Raffaele Nolè

Personal information
- Full name: Angelo Raffaele Nolè
- Date of birth: 27 March 1984 (age 41)
- Place of birth: Potenza, Italy
- Height: 1.77 m (5 ft 9+1⁄2 in)
- Position(s): Forward

Senior career*
- Years: Team / Apps / (Gls)
- 2001–2007: Potenza / 155 / (35)
- 2007–2010: Rimini / 23 / (8)
- 2007–2008: → Messina (loan) / 7 / (0)
- 2008–2009: → Potenza (loan) / 28 / (4)
- 2010–2014: Ternana / 98 / (20)
- 2014–2015: Bassano / 31 / (11)
- 2015–2016: Reggiana / 41 / (7)
- 2017: Modena / 16 / (3)
- 2017–2018: Fondi / 31 / (8)
- 2018–2019: Pro Piacenza / 14 / (6)
- 2019: Virtus Verona / 13 / (0)
- 2019–2024: Francavilla / 0 / (0)

Managerial career
- 2024–2025: Francavilla

= Raffaele Nolè =

Italian footballer (born 1984)

Angelo Raffaele Nolè (born 27 March 1984) is an Italian association football coach and former player in the role of forward.

==Playing career==
Nolè began his career at his hometown club, Potenza SC, progressing from a non-professional to a professional level in 2004, the season in which the two Potenza clubs at the time agreed to merge. In July 2007, he was signed by the Serie B team Rimini but loaned to Messina, as the club had Daniele Vantaggiato, Jeda and Emilio Docente as forwards. In the next season he returned to Potenza and after Rimini was relegated in 2009, he returned there and played in 2009–10 Lega Pro Prima Divisione, scored 8 goals, ahead of other forwards such as Docente. Rimini failed to pass the financial test by the Commissione di Vigilanza sulle Società di Calcio Professionistiche (Co.Vi.So.C.) of the Italian Football Federation (FIGC) and was expelled from the professional league.

===Ternana===
In September 2010, Nolè was signed by Ternana. In July 2011, he renewed his contract with the club. After winning the promotion to Serie B, along with forward Davide Sinigaglia, they were offered an extension to their contract.

===Lega Pro clubs===
On 30 July 2014 Nolè was signed by Bassano. On 27 August 2015 he was signed by Reggiana in a two-year contract.

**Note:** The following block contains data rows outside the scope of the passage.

//! Startup replay, upgrade invocation, failsafe recovery and boot.

use tracing::{error, info, warn};

use canopy_core::{Flags, ModstateStatus, NodeId};
use canopy_plugin::Phase;
use canopy_store::{CANDIDATE, FAILSAFE, RUNNING, STARTUP, TMP};
use canopy_tree::ConfigTree;
use canopy_upgrade::modstate_diff;
use canopy_validate::Validator;

use crate::engine::Engine;
use crate::error::{TransactionError, TxResult};
use crate::txn::{Transaction, TxState};

impl Engine {
    /// Bring the engine up: ensure the canonical datastores exist,
    /// replay startup (with upgrades) into running, fall back to the
    /// failsafe configuration if that fails, and recover any
    /// confirmed-commit state a previous process left behind.
    pub fn boot(&mut self) -> TxResult<()> {
        let modstate = if self.options.modstate {
            Some(self.spec.modstate())
        } else {
            None
        };
        if !self.store.exists(RUNNING) {
            self.store.reset(RUNNING, modstate.as_ref())?;
        }
        if self.store.exists(STARTUP) {
            if let Err(e) = self.startup_commit(STARTUP) {
                if matches!(e, TransactionError::Fatal(_)) {
                    return Err(e);
                }
                error!(error = %e, "startup replay failed");
                self.load_failsafe("startup")?;
            }
        }
        // Candidate mirrors running after boot.
        self.store.copy(RUNNING, CANDIDATE)?;
        self.store.set_modified(CANDIDATE, false);
        self.recover_confirmed_commit()?;
        Ok(())
    }

    fn recover_confirmed_commit(&mut self) -> TxResult<()> {
        if self.confirm.in_rollback() {
            // Crashed mid-rollback; retry if the snapshot survived.
            let snapshot = self.confirm.state().snapshot.clone();
            if self.store.exists(&snapshot) {
                warn!("resuming interrupted rollback");
                return self.rollback_now();
            }
            self.confirm.clear()?;
            return Ok(());
        }
        if self.confirm.is_active() {
            if self.confirm.due(self.clock.now()) {
                warn!("confirm deadline passed while down; rolling back");
                self.rollback_now()?;
            } else {
                info!(
                    deadline = self.confirm.state().deadline,
                    "confirmed commit re-armed after restart"
                );
            }
        }
        Ok(())
    }

    // ========== Startup replay ==========

    /// Load the startup datastore, run upgrades, bind, and drive the
    /// all-ADD validate pipeline. Shared by startup-validate and
    /// startup-commit.
    fn startup_common(&mut self, db: &str, txn: &mut Transaction) -> TxResult<()> {
        info!(db, "reading startup configuration");
        let (mut tree, stored_ms) = self.store.load(db)?;
        tree.reset_flags(
            Flags::ADD | Flags::DEL | Flags::CHANGE | Flags::MARK | Flags::DEFAULT,
        );

        let msdiff = if self.options.modstate {
            Some(modstate_diff(stored_ms.as_ref(), &self.spec, true))
        } else {
            None
        };
        if let Some(d) = &msdiff {
            if d.status == ModstateStatus::NoMatch {
                warn!(
                    db,
                    "module-state expected but not found; the datastore may have been \
                     copied by hand, or predates module-state recording"
                );
            }
        }

        if self.options.upgrade_checkold {
            // General-purpose datastore upgrade, then module-specific
            // callbacks for each module whose revision differs.
            self.bus.datastore_upgrade(&mut tree, msdiff.as_ref())?;
            if let Some(d) = &msdiff {
                if !d.is_empty() {
                    for delta in &d.entries {
                        if let Some(log) = &self.changelog {
                            log.upgrade(&mut tree, &delta.namespace, delta.from, delta.to)?;
                        }
                        self.bus
                            .module_upgrade(&mut tree, &delta.namespace, delta.from, delta.to)?;
                    }
                    self.upgrades.run(&mut tree, d)?;
                }
            }
        }

        // Upgrading can add or remove children; only now is the shape
        // final. Bind to the current schema, check for state data,
        // sort and fill defaults.
        if !tree.is_empty() {
            tree.bind(&self.spec)
                .map_err(TransactionError::Validation)?;
            if self.options.validate_state {
                Validator::new(&self.spec)
                    .reject_state_data(&tree)
                    .into_result()
                    .map_err(TransactionError::Validation)?;
            }
            tree.sort_recurse(&self.spec)?;
            Validator::new(&self.spec).fill_defaults(&mut tree)?;
        }

        // Handcraft a transition carrying only an added tree.
        txn.target = tree;
        let top: Vec<NodeId> = txn.target.child_elements(txn.target.root()).collect();
        for node in &top {
            txn.target.set_flag_subtree(*node, Flags::ADD)?;
        }
        txn.added = top;

        match self.bus.begin(&mut txn.view()) {
            Ok(n) => txn.set_begun(n),
            Err((n, e)) => {
                txn.set_begun(n);
                return Err(e.into());
            }
        }
        txn.set_state(TxState::Open);

        if !txn.target.is_empty() {
            info!(db, "validating startup configuration");
            self.generic_validate(txn)?;
        }
        self.bus.run(Phase::Validate, &mut txn.view())?;
        txn.set_state(TxState::Validated);
        self.bus.run(Phase::Complete, &mut txn.view())?;
        txn.set_state(TxState::Ready);
        Ok(())
    }

    /// Validate the startup datastore without committing, returning
    /// the upgraded tree.
    pub fn startup_validate(&mut self, db: &str) -> TxResult<ConfigTree> {
        let mut txn = Transaction::new();
        let result = self.startup_common(db, &mut txn);
        match result {
            Ok(()) => {
                let ended = self.bus.end(&mut txn.view());
                txn.set_begun(0);
                txn.set_state(TxState::Idle);
                ended?;
                Ok(std::mem::take(&mut txn.target))
            }
            Err(e) => {
                self.abort_txn(&mut txn);
                Err(e)
            }
        }
    }

    /// Replay the startup datastore into running.
    pub fn startup_commit(&mut self, db: &str) -> TxResult<()> {
        if db == RUNNING {
            return Err(TransactionError::Fatal(format!(
                "invalid startup datastore: {}",
                db
            )));
        }
        let mut txn = Transaction::new();
        let result = self.startup_pipeline(db, &mut txn);
        if result.is_err() && txn.state() != TxState::Installed {
            self.abort_txn(&mut txn);
        }
        result
    }

    fn startup_pipeline(&mut self, db: &str, txn: &mut Transaction) -> TxResult<()> {
        self.startup_common(db, txn)?;
        self.bus.run(Phase::Commit, &mut txn.view())?;
        txn.set_state(TxState::Committed);
        self.bus.run(Phase::CommitDone, &mut txn.view())?;

        let modstate = if self.options.modstate {
            Some(self.spec.modstate())
        } else {
            None
        };
        self.store.save(RUNNING, &txn.target, modstate.as_ref())?;
        txn.set_state(TxState::Installed);
        info!(db, "startup configuration installed");

        self.bus.end(&mut txn.view())?;
        txn.set_state(TxState::Idle);
        Ok(())
    }

    // ========== Failsafe ==========

    /// Reset running and commit the failsafe datastore in its place.
    ///
    /// Invoked when startup validation or commit fails. The original
    /// running is parked in `tmp` and restored if the failsafe itself
    /// cannot be committed.
    pub fn load_failsafe(&mut self, phase: &str) -> TxResult<()> {
        if !self.store.exists(FAILSAFE) {
            return Err(TransactionError::Fatal(format!(
                "{} failed and no failsafe datastore found",
                phase
            )));
        }
        let modstate = if self.options.modstate {
            Some(self.spec.modstate())
        } else {
            None
        };
        self.store.copy(RUNNING, TMP)?;
        self.store.reset(RUNNING, modstate.as_ref())?;
        match self.candidate_commit(FAILSAFE, 0, None, true) {
            Ok(()) => {
                warn!(phase, "failsafe configuration loaded");
                Ok(())
            }
            Err(e) => {
                self.store.copy(TMP, RUNNING)?;
                Err(TransactionError::Fatal(format!(
                    "{} failed and failsafe load failed: {}",
                    phase, e
                )))
            }
        }
    }
}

On 21 January 2017, he was transferred outright to Modena.

In 2019, he joined Serie D club Francavilla, with whom he retired in 2024.

==Coaching career==
In the summer of 2024, Nolè was promoted to the role of head coach of Serie D club Francavilla. He departed by the end of the 2024–25 Serie D season.